[Material for the task]

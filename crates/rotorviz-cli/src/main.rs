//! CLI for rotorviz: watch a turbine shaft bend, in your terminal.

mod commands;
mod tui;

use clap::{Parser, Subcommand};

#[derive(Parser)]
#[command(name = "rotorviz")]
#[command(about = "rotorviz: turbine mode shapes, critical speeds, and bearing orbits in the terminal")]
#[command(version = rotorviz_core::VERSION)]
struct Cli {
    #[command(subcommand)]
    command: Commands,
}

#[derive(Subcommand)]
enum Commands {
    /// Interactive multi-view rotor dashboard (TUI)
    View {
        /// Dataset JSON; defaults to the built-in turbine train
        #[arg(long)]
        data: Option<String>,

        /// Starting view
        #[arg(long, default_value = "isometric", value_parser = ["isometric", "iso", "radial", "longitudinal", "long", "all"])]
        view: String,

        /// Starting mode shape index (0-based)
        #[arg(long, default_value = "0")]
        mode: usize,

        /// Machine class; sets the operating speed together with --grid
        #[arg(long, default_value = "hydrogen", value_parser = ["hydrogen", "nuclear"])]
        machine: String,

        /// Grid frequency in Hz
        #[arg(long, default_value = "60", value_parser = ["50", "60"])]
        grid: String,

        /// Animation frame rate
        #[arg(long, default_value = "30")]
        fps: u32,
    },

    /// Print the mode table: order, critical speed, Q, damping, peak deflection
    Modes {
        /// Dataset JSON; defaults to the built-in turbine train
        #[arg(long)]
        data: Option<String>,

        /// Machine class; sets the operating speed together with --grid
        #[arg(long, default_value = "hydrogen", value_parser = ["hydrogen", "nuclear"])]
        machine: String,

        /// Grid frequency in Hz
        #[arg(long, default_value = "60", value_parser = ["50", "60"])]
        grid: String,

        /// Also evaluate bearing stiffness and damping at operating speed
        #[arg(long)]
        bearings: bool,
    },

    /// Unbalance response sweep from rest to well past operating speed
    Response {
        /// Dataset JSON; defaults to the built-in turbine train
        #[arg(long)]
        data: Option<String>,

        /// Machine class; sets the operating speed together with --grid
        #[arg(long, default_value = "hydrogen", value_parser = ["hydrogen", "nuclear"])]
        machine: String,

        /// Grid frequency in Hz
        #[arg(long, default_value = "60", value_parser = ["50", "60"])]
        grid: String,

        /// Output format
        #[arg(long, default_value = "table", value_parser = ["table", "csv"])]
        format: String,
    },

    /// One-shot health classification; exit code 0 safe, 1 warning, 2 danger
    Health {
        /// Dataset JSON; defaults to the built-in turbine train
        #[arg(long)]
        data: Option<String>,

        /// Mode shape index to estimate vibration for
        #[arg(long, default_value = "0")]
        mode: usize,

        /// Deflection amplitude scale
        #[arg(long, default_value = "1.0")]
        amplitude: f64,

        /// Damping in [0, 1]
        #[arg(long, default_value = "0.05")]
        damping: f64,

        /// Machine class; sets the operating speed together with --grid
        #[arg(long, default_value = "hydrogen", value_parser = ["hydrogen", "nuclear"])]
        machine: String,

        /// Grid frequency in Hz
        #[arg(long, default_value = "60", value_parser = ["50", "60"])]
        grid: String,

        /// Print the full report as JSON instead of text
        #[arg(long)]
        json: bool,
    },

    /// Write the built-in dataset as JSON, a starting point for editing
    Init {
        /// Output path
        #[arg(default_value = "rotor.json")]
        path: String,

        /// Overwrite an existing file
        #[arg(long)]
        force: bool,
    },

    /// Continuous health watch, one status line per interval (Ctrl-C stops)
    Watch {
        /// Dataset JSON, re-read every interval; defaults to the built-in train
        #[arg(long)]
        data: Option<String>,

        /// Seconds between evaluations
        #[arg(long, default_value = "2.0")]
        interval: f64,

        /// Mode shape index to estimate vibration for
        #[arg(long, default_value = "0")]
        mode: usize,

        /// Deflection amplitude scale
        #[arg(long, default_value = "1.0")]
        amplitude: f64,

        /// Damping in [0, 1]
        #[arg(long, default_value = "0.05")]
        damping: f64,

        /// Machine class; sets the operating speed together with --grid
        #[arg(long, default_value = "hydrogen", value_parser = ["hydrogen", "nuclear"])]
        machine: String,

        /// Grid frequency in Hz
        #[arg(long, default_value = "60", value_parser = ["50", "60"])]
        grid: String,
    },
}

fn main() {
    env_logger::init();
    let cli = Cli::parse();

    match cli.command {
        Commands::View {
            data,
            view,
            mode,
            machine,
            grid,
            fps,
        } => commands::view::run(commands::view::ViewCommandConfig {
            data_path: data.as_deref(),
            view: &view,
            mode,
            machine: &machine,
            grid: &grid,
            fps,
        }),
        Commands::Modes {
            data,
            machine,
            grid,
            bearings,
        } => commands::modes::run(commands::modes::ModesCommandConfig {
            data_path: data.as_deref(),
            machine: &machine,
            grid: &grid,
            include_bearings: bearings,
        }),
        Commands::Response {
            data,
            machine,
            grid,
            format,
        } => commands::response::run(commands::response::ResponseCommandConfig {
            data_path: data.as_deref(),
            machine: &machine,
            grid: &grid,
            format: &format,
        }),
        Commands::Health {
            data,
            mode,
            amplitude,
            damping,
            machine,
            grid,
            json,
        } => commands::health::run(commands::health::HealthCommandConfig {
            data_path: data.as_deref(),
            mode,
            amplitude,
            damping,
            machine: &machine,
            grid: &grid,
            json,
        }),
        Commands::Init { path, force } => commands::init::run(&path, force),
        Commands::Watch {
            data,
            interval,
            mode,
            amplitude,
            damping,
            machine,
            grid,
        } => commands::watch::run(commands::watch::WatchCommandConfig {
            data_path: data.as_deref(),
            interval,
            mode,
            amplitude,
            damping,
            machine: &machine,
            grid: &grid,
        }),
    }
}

[/Material for the task]

■ What to do: Lines holding the word "force" are the answer; copy every one from the records above.

■ Written solution:
        force: bool,
        Commands::Init { path, force } => commands::init::run(&path, force),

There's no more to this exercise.